«Entre las Nubes: impresiones de una silla» es una obra fascinante de la célebre actriz y escritora Sarah Bernhardt, publicada por Sd Edicions. Esta edición ilustrada, con bellas ilustraciones de Georges Clairin, nos transporta a un momento histórico singular: la Exposición Universal de París.
La historia se desarrolla en un tiempo en que volar en globo aerostático era considerado peligroso y poco apropiado para una joven artista. Sin embargo, Bernhardt decide embarcarse en esta aventura única. Lo que hace a esta narrativa aún más intrigante es la elección del narrador: no es la propia autora quien relata la experiencia, sino la silla en la que está sentada durante el vuelo. Este recurso narrativo es innovador y proporciona una perspectiva original sobre la travesía.
Personajes
- Sarah Bernhardt: La protagonista y autora de la obra, quien desafía las convenciones de su tiempo al embarcarse en una aventura aérea.
- La Silla: La voz narradora, que ofrece un enfoque humorístico y poético sobre la experiencia del vuelo y los paisajes que se revelan desde las alturas.
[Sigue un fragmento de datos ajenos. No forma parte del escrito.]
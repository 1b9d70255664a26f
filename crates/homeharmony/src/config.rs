//! Configuration file parsing and structures.
//!
//! homeharmony uses a single TOML file. Every section is optional; a missing
//! section falls back to the built-in catalog, `en-IN` recognition and an
//! in-memory state store.

use std::collections::HashMap;
use std::path::Path;
use std::path::PathBuf;

use serde::Deserialize;
use serde::Serialize;
use tracing_subscriber::filter::LevelFilter;
use tracing_subscriber::filter::Targets;

use crate::catalog::Catalog;
use crate::catalog::CatalogError;
use crate::catalog::Device;

/// Top-level configuration structure
#[derive(Debug, Default, Deserialize)]
#[serde(default)]
pub struct Config {
    pub logging: LoggingConfig,
    pub api: ApiConfig,
    pub voice: VoiceConfig,
    pub store: StoreConfig,

    /// Replaces the built-in device catalog when present
    pub devices: Option<Vec<Device>>,
}

#[derive(Debug, Default, Deserialize, Serialize, Clone, Copy, PartialEq, Eq, PartialOrd, Ord)]
#[serde(rename_all = "lowercase")]
pub enum LogLevel {
    Trace,
    Debug,
    #[default]
    Info,
    Warn,
    Error,
}

impl From<LogLevel> for LevelFilter {
    fn from(level: LogLevel) -> Self {
        match level {
            LogLevel::Trace => LevelFilter::TRACE,
            LogLevel::Debug => LevelFilter::DEBUG,
            LogLevel::Info => LevelFilter::INFO,
            LogLevel::Warn => LevelFilter::WARN,
            LogLevel::Error => LevelFilter::ERROR,
        }
    }
}

#[derive(Debug, Default, Deserialize, Serialize)]
#[serde(default)]
pub struct LoggingConfig {
    /// Log level: trace, debug, info, warn, error
    pub level: LogLevel,

    /// Per-target levels, e.g. `"homeharmony::api" = "debug"`
    pub overrides: HashMap<String, LogLevel>,
}

impl LoggingConfig {
    /// Build the subscriber filter for this configuration.
    pub fn targets(&self) -> Targets {
        self.overrides.iter().fold(
            Targets::new().with_default(LevelFilter::from(self.level)),
            |targets, (target, level)| targets.with_target(target.clone(), LevelFilter::from(*level)),
        )
    }
}

/// HTTP API configuration
#[derive(Debug, Deserialize, Serialize)]
#[serde(default)]
pub struct ApiConfig {
    pub enabled: bool,
    pub listen: String,
    pub port: u16,
}

impl Default for ApiConfig {
    fn default() -> Self {
        Self {
            enabled: true,
            listen: "127.0.0.1".to_string(),
            port: 8565,
        }
    }
}

/// Speech capture and synthesis configuration
#[derive(Debug, Clone, Deserialize, Serialize)]
#[serde(default)]
pub struct VoiceConfig {
    pub enabled: bool,

    /// Start listening as soon as the daemon is up instead of waiting for
    /// `/v1/voice/start`
    pub listen_on_start: bool,

    /// Recognition language tag
    pub language: String,

    pub continuous: bool,

    pub interim_results: bool,

    /// Language tag used to pick the synthesis voice
    pub preferred_voice_lang: String,

    pub pitch: f32,

    pub rate: f32,
}

impl Default for VoiceConfig {
    fn default() -> Self {
        Self {
            enabled: true,
            listen_on_start: false,
            language: "en-IN".to_string(),
            continuous: true,
            interim_results: false,
            preferred_voice_lang: "en-IN".to_string(),
            pitch: 1.5,
            rate: 1.0,
        }
    }
}

/// Remote state store configuration
///
/// At most one backend may be configured. With none, state lives in memory.
#[derive(Debug, Default, Deserialize, Serialize)]
#[serde(default)]
pub struct StoreConfig {
    /// Read every device's value from the remote store at startup
    pub hydrate_on_start: bool,

    pub firebase: Option<FirebaseConfig>,

    pub mqtt: Option<MqttConfig>,
}

/// Firebase Realtime Database backend
#[derive(Debug, Clone, Deserialize, Serialize)]
pub struct FirebaseConfig {
    /// e.g. `https://my-project.firebaseio.com`
    pub database_url: String,

    /// Database secret or ID token, sent as the `auth` query parameter
    #[serde(default)]
    pub auth: Option<String>,
}

fn default_mqtt_port() -> u16 {
    1883
}

fn default_client_id() -> String {
    "homeharmony".to_string()
}

fn default_topic_prefix() -> String {
    "homeharmony".to_string()
}

/// MQTT backend (retained topics per device)
#[derive(Debug, Clone, Deserialize, Serialize)]
pub struct MqttConfig {
    /// MQTT broker hostname or IP address
    pub broker: String,

    #[serde(default = "default_mqtt_port")]
    pub port: u16,

    #[serde(default = "default_client_id")]
    pub client_id: String,

    /// Prepended to the device path, e.g. `homeharmony/devices/fan_bedroom`
    #[serde(default = "default_topic_prefix")]
    pub topic_prefix: String,

    #[serde(default)]
    pub username: Option<String>,

    #[serde(default)]
    pub password: Option<String>,
}

impl Config {
    /// Load configuration from a TOML file
    pub fn from_file(path: impl AsRef<Path>) -> Result<Self, ConfigError> {
        let contents = std::fs::read_to_string(path.as_ref())
            .map_err(|e| ConfigError::Io(path.as_ref().to_path_buf(), e))?;

        Self::parse(&contents)
    }

    /// Parse and validate configuration from TOML text
    pub fn parse(contents: &str) -> Result<Self, ConfigError> {
        let config: Config = toml::from_str(contents)?;
        config.validate()?;
        Ok(config)
    }

    /// Check cross-field constraints that serde cannot express
    pub fn validate(&self) -> Result<(), ConfigError> {
        if self.store.firebase.is_some() && self.store.mqtt.is_some() {
            return Err(ConfigError::Invalid(
                "store.firebase and store.mqtt are mutually exclusive".to_string(),
            ));
        }

        if !(0.0..=2.0).contains(&self.voice.pitch) {
            return Err(ConfigError::Invalid(format!(
                "voice.pitch must be between 0 and 2, got {}",
                self.voice.pitch
            )));
        }

        if !(0.1..=10.0).contains(&self.voice.rate) {
            return Err(ConfigError::Invalid(format!(
                "voice.rate must be between 0.1 and 10, got {}",
                self.voice.rate
            )));
        }

        Ok(())
    }

    /// The device catalog: configured devices, or the built-in one
    pub fn catalog(&self) -> Result<Catalog, ConfigError> {
        match &self.devices {
            Some(devices) => Ok(Catalog::new(devices.clone())?),
            None => Ok(Catalog::default()),
        }
    }
}

#[derive(Debug, thiserror::Error)]
pub enum ConfigError {
    #[error("Failed to read config file {0}: {1}")]
    Io(PathBuf, #[source] std::io::Error),

    #[error("Failed to parse TOML: {0}")]
    Parse(#[from] toml::de::Error),

    #[error("Invalid configuration: {0}")]
    Invalid(String),

    #[error("Invalid device catalog: {0}")]
    Catalog(#[from] CatalogError),
}

#[cfg(test)]
mod tests {
    use super::*;
    use crate::catalog::Category;

    #[test]
    fn test_parse_empty_config() {
        let config = Config::parse("").unwrap();
        assert_eq!(config.logging.level, LogLevel::Info);
        assert!(config.api.enabled);
        assert_eq!(config.api.port, 8565);
        assert_eq!(config.voice.language, "en-IN");
        assert!(config.voice.continuous);
        assert!(!config.voice.interim_results);
        assert_eq!(config.voice.pitch, 1.5);
        assert_eq!(config.voice.rate, 1.0);
        assert!(config.store.firebase.is_none());
        assert_eq!(config.catalog().unwrap(), Catalog::default());
    }

    #[test]
    fn test_parse_logging_overrides() {
        let toml = r#"
            [logging]
            level = "warn"

            [logging.overrides]
            "homeharmony::voice" = "debug"
        "#;

        let config = Config::parse(toml).unwrap();
        assert_eq!(config.logging.level, LogLevel::Warn);
        assert_eq!(
            config.logging.overrides.get("homeharmony::voice"),
            Some(&LogLevel::Debug)
        );
    }

    #[test]
    fn test_parse_firebase_store() {
        let toml = r#"
            [store]
            hydrate_on_start = true

            [store.firebase]
            database_url = "https://example.firebaseio.com"
            auth = "secret"
        "#;

        let config = Config::parse(toml).unwrap();
        assert!(config.store.hydrate_on_start);
        let firebase = config.store.firebase.unwrap();
        assert_eq!(firebase.database_url, "https://example.firebaseio.com");
        assert_eq!(firebase.auth.as_deref(), Some("secret"));
    }

    #[test]
    fn test_parse_mqtt_store_defaults() {
        let toml = r#"
            [store.mqtt]
            broker = "localhost"
        "#;

        let config = Config::parse(toml).unwrap();
        let mqtt = config.store.mqtt.unwrap();
        assert_eq!(mqtt.port, 1883);
        assert_eq!(mqtt.client_id, "homeharmony");
        assert_eq!(mqtt.topic_prefix, "homeharmony");
        assert!(mqtt.username.is_none());
    }

    #[test]
    fn test_both_backends_rejected() {
        let toml = r#"
            [store.firebase]
            database_url = "https://example.firebaseio.com"

            [store.mqtt]
            broker = "localhost"
        "#;

        assert!(matches!(Config::parse(toml), Err(ConfigError::Invalid(_))));
    }

    #[test]
    fn test_out_of_range_pitch_rejected() {
        let toml = r#"
            [voice]
            pitch = 3.0
        "#;

        assert!(matches!(Config::parse(toml), Err(ConfigError::Invalid(_))));
    }

    #[test]
    fn test_custom_devices() {
        let toml = r#"
            [[devices]]
            id = "lamp_study"
            name = "study lamp"
            category = "light"
            room = "Study"

            [[devices]]
            id = "fan_study"
            name = "study fan"
            category = "fan"
            room = "Study"
        "#;

        let config = Config::parse(toml).unwrap();
        let catalog = config.catalog().unwrap();
        assert_eq!(catalog.len(), 2);
        assert_eq!(catalog.get("fan_study").unwrap().category, Category::Fan);
        assert_eq!(catalog.rooms(), vec!["Study"]);
    }

    #[test]
    fn test_duplicate_devices_rejected() {
        let toml = r#"
            [[devices]]
            id = "lamp"
            name = "lamp"
            category = "light"
            room = "Study"

            [[devices]]
            id = "lamp"
            name = "other lamp"
            category = "light"
            room = "Study"
        "#;

        let config = Config::parse(toml).unwrap();
        assert!(matches!(config.catalog(), Err(ConfigError::Catalog(_))));
    }

    #[test]
    fn test_from_file() {
        let dir = tempfile::tempdir().unwrap();
        let path = dir.path().join("homeharmony.toml");
        std::fs::write(&path, "[api]\nport = 9000\nlisten = \"0.0.0.0\"\n").unwrap();

        let config = Config::from_file(&path).unwrap();
        assert_eq!(config.api.port, 9000);
        assert_eq!(config.api.listen, "0.0.0.0");
    }

    #[test]
    fn test_from_missing_file() {
        let dir = tempfile::tempdir().unwrap();
        let err = Config::from_file(dir.path().join("missing.toml")).unwrap_err();
        assert!(matches!(err, ConfigError::Io(_, _)));
    }
}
- Georges Clairin: Ilustrador que aporta su talento artístico a la edición, complementando la prosa de Bernhardt con imágenes evocadoras.
Estilo y Temáticas
La prosa de Sarah Bernhardt se caracteriza por su humor y su poesía, elementos que se entrelazan a lo largo de la narrativa. A través de los ojos de la silla, el lector experimenta no solo la emoción del vuelo, sino también la belleza de las nubes y la variedad de paisajes que se despliegan ante los viajeros. Este enfoque único permite reflexionar sobre el viaje y la libertad de explorar nuevas alturas, tanto literales como metafóricas.
Opinión Crítica
En mi opinión, «Entre las Nubes» es una obra que desafía las convenciones literarias y ofrece una visión refrescante sobre la aventura y la exploración. La elección de una silla como narrador no solo es ingeniosa, sino que también permite a Bernhardt jugar con el humor y la imaginación, creando una experiencia de lectura envolvente y única. Además, la colaboración con Georges Clairin en la ilustración añade un valor significativo a la obra, haciendo que cada página sea un deleite visual.